- [WHAT TO DO] Go through the data below and copy each line that includes "match".

- [MATERIAL FOR THE TASK]
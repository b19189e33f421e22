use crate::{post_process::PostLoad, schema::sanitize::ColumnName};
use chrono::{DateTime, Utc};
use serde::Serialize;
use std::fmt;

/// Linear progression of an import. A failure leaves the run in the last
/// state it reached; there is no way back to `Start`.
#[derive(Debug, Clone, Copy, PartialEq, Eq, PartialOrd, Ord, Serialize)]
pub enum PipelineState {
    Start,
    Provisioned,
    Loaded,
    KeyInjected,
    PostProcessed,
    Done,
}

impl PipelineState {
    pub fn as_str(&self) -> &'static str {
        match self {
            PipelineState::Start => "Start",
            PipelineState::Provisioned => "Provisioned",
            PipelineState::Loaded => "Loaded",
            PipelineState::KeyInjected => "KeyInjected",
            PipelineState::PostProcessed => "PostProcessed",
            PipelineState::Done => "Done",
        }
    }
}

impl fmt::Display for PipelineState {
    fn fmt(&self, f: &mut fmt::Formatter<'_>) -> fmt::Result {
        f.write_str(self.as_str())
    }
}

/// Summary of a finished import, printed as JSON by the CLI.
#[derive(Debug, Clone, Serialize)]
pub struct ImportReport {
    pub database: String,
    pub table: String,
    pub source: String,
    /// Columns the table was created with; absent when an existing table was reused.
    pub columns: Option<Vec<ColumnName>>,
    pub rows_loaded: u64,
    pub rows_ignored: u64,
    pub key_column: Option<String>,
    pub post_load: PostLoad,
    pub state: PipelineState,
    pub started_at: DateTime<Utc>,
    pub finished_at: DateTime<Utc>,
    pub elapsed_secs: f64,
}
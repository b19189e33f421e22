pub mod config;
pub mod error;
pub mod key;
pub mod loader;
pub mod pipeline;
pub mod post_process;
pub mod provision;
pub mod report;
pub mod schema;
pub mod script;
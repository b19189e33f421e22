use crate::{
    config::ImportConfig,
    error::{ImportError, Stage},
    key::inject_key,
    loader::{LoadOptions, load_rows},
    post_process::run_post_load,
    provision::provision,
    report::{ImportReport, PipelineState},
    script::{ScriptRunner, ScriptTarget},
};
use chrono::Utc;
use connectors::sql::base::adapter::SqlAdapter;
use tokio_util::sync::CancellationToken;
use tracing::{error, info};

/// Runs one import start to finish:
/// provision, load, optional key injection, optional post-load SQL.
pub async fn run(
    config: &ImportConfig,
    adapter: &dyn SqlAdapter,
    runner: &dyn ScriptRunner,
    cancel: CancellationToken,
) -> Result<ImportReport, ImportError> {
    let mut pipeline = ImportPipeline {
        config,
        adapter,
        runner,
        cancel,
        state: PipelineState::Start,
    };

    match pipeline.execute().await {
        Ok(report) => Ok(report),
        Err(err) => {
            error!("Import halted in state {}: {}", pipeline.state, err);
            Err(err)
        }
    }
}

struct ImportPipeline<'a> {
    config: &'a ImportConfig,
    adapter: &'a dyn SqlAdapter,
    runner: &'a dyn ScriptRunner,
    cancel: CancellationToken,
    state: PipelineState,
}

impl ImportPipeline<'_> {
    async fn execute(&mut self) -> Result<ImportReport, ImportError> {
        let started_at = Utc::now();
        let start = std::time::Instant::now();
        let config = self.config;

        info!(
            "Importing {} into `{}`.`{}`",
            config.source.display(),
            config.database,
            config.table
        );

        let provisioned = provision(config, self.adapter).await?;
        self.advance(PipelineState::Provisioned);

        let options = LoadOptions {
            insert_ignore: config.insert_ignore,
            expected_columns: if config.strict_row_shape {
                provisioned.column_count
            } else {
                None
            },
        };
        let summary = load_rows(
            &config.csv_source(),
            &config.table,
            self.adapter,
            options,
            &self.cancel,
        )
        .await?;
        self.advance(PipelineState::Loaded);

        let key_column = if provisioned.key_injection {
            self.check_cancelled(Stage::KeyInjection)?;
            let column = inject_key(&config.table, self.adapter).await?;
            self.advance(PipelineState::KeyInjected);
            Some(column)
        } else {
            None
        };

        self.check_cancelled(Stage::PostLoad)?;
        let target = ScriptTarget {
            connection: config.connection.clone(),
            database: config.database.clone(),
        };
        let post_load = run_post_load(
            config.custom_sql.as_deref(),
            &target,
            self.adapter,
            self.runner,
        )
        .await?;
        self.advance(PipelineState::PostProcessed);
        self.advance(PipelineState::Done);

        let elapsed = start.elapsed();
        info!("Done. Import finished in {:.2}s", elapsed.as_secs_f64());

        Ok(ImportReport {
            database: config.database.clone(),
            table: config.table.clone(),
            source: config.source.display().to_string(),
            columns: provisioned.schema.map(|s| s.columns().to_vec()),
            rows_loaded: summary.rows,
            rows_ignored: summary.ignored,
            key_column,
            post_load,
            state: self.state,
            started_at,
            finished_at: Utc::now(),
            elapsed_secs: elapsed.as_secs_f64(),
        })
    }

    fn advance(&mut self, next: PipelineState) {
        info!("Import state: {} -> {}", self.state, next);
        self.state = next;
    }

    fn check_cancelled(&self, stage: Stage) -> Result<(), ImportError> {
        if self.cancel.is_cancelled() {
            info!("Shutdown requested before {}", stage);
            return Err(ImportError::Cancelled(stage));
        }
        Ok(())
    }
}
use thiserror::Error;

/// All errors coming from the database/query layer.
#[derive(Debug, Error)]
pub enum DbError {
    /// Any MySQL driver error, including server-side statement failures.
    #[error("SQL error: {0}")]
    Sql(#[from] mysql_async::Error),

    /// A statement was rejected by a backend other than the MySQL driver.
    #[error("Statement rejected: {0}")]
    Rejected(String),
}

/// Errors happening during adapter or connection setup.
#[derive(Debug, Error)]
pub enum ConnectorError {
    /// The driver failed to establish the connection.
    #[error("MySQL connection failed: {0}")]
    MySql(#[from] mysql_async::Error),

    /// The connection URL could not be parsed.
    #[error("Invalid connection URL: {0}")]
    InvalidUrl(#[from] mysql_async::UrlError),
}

--

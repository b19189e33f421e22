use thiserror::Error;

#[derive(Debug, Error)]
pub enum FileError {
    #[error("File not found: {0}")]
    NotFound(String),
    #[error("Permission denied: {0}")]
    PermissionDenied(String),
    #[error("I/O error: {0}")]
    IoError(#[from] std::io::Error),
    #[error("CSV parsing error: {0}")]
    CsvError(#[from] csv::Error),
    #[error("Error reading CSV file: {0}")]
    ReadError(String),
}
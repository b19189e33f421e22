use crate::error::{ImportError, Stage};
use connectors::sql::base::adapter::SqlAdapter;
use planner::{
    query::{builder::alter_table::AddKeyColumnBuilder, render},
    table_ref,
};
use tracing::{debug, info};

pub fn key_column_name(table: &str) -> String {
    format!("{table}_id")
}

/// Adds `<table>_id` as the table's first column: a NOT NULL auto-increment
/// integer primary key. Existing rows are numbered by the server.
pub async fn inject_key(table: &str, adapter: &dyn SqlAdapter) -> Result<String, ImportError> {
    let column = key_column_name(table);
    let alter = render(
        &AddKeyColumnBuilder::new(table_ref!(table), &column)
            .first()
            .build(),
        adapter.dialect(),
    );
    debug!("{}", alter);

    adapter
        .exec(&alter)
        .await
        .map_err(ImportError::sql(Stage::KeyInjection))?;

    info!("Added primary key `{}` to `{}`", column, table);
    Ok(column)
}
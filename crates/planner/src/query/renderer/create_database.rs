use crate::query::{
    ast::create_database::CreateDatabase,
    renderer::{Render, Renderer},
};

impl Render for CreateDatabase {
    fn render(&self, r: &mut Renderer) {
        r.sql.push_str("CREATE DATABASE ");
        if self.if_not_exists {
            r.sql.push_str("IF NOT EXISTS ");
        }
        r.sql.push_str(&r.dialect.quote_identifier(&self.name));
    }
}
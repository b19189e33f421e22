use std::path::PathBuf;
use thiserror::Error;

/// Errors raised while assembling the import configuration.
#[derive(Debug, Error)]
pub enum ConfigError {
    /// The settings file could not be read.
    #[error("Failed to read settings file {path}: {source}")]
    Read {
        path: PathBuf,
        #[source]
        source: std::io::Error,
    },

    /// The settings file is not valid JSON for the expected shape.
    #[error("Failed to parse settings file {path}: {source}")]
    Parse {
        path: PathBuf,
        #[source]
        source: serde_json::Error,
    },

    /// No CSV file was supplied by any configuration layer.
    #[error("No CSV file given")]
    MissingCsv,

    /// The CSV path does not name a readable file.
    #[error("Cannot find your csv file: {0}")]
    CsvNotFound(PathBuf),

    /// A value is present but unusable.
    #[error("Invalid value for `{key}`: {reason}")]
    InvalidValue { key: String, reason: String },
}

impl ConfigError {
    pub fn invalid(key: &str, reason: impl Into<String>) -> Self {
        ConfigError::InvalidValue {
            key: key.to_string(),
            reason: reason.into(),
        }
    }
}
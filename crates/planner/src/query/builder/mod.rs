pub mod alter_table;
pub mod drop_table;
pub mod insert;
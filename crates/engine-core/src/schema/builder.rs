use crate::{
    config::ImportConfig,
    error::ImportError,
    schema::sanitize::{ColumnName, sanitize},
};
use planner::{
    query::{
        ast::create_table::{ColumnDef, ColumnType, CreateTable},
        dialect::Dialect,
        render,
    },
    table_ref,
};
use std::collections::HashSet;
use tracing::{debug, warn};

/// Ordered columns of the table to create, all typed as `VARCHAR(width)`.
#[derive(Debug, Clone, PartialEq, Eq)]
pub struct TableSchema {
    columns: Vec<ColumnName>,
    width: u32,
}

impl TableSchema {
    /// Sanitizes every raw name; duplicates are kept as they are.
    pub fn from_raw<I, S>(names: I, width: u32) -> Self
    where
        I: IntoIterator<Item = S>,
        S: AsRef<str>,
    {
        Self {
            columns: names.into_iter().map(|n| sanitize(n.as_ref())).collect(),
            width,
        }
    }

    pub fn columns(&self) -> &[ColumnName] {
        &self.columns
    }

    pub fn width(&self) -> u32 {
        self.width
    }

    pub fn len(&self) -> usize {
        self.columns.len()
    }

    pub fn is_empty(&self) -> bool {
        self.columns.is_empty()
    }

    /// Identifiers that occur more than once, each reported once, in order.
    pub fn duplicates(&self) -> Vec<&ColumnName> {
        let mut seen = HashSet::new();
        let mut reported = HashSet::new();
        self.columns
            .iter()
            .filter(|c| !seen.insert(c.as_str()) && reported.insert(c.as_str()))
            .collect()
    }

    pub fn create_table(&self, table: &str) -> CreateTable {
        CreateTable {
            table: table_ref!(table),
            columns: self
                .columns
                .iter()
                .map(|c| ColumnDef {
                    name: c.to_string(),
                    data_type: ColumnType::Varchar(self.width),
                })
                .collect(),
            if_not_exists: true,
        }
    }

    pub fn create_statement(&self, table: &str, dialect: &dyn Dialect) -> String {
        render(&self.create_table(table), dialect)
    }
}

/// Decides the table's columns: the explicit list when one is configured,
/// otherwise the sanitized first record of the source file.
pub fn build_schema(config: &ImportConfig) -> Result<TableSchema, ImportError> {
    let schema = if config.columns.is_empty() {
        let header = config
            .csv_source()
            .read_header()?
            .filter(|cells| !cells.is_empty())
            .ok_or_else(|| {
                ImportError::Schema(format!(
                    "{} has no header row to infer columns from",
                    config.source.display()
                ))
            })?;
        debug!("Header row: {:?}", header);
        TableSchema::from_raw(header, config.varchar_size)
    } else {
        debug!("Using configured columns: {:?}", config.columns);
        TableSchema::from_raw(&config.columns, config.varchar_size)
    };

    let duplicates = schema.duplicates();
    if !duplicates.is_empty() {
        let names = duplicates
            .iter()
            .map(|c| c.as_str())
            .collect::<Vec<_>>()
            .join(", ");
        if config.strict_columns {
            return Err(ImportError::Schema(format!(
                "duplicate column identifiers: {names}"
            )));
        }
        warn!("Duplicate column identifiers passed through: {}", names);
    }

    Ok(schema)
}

- [WORKED SOLUTION]
        match self {
    match pipeline.execute().await {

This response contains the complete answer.